(Source data)

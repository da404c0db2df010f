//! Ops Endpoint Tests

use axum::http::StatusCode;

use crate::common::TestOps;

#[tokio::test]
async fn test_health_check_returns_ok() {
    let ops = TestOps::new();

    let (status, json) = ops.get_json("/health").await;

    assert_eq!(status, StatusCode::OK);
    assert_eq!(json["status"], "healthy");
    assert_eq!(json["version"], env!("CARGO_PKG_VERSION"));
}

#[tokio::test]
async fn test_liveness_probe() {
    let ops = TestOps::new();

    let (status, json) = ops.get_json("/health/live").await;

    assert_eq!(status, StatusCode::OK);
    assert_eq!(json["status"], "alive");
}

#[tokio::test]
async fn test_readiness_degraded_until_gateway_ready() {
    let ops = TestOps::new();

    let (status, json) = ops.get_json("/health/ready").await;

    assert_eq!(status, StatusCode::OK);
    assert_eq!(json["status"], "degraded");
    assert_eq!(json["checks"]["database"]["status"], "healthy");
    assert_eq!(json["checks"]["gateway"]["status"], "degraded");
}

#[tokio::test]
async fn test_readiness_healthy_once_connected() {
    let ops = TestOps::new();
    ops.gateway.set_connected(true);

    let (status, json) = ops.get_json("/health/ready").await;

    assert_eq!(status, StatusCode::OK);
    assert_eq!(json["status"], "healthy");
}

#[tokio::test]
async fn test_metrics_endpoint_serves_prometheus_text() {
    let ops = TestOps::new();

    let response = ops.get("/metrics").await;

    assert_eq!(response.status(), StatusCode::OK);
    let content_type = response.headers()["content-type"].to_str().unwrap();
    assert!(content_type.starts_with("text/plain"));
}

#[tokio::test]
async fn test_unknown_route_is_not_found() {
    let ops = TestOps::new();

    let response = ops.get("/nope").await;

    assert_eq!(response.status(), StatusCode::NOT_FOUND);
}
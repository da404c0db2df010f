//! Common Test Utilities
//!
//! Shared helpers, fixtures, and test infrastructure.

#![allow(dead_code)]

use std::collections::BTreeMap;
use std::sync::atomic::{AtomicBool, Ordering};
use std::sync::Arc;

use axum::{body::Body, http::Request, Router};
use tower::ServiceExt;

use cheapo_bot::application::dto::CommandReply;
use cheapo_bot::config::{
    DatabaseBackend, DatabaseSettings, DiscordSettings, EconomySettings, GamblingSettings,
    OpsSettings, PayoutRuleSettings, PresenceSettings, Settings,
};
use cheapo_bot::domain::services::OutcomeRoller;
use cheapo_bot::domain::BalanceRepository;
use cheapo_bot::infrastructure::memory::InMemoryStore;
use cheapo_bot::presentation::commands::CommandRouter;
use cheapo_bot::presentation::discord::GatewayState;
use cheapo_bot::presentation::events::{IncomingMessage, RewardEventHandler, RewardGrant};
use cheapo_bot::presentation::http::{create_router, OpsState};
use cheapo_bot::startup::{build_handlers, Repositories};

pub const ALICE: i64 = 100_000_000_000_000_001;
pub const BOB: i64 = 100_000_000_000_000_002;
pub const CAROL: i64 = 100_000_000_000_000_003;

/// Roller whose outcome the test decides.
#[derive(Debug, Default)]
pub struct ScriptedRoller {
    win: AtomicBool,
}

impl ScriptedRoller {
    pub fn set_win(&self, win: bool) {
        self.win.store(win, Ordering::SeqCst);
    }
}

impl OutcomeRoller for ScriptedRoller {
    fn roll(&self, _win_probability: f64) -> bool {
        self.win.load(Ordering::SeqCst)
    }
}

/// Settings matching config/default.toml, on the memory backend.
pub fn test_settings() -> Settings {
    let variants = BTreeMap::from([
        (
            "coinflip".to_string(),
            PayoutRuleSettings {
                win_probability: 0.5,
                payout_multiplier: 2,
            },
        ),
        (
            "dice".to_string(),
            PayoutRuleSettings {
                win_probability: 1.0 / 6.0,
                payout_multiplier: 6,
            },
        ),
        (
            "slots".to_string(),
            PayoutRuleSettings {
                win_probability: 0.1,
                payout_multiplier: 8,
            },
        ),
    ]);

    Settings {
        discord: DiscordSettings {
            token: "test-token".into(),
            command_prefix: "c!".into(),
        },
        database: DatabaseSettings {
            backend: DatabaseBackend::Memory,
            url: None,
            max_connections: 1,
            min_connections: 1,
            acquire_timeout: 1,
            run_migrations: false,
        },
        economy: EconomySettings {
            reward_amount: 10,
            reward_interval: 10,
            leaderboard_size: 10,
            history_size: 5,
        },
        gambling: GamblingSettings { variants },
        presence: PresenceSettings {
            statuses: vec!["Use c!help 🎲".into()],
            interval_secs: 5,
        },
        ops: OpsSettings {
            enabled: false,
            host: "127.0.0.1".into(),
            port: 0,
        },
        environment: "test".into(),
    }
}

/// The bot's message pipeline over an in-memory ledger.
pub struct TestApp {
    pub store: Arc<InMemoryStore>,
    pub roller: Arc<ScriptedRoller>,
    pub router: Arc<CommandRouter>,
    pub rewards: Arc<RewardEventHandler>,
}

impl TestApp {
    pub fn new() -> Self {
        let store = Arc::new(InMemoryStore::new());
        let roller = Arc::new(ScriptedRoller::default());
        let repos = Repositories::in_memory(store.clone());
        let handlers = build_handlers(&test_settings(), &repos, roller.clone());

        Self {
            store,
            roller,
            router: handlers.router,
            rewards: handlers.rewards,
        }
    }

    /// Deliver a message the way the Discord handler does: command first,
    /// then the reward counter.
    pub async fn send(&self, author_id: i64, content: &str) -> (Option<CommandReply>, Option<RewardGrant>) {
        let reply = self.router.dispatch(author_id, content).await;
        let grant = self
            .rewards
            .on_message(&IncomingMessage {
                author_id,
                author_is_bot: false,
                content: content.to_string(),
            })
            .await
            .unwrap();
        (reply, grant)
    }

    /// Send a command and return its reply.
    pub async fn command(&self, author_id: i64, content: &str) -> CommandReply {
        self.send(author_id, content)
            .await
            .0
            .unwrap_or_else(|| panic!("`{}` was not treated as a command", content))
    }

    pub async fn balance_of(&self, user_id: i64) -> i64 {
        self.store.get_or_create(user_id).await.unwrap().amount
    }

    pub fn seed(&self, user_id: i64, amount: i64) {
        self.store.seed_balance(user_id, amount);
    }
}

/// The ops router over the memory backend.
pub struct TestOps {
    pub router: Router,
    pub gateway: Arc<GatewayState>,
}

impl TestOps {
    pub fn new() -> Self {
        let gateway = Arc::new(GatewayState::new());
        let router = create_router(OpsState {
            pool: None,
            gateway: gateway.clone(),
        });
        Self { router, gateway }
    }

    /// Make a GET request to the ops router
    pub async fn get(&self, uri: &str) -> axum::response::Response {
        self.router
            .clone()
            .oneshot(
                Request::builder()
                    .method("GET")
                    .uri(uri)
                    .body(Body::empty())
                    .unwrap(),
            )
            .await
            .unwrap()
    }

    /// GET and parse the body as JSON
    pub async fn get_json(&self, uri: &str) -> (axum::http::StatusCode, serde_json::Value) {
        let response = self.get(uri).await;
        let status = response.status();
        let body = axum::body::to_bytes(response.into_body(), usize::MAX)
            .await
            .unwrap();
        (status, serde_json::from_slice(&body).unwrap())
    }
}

(End Source data)

Your objective | Please give only the number of lines above that contain "infrastructure".

Output | 2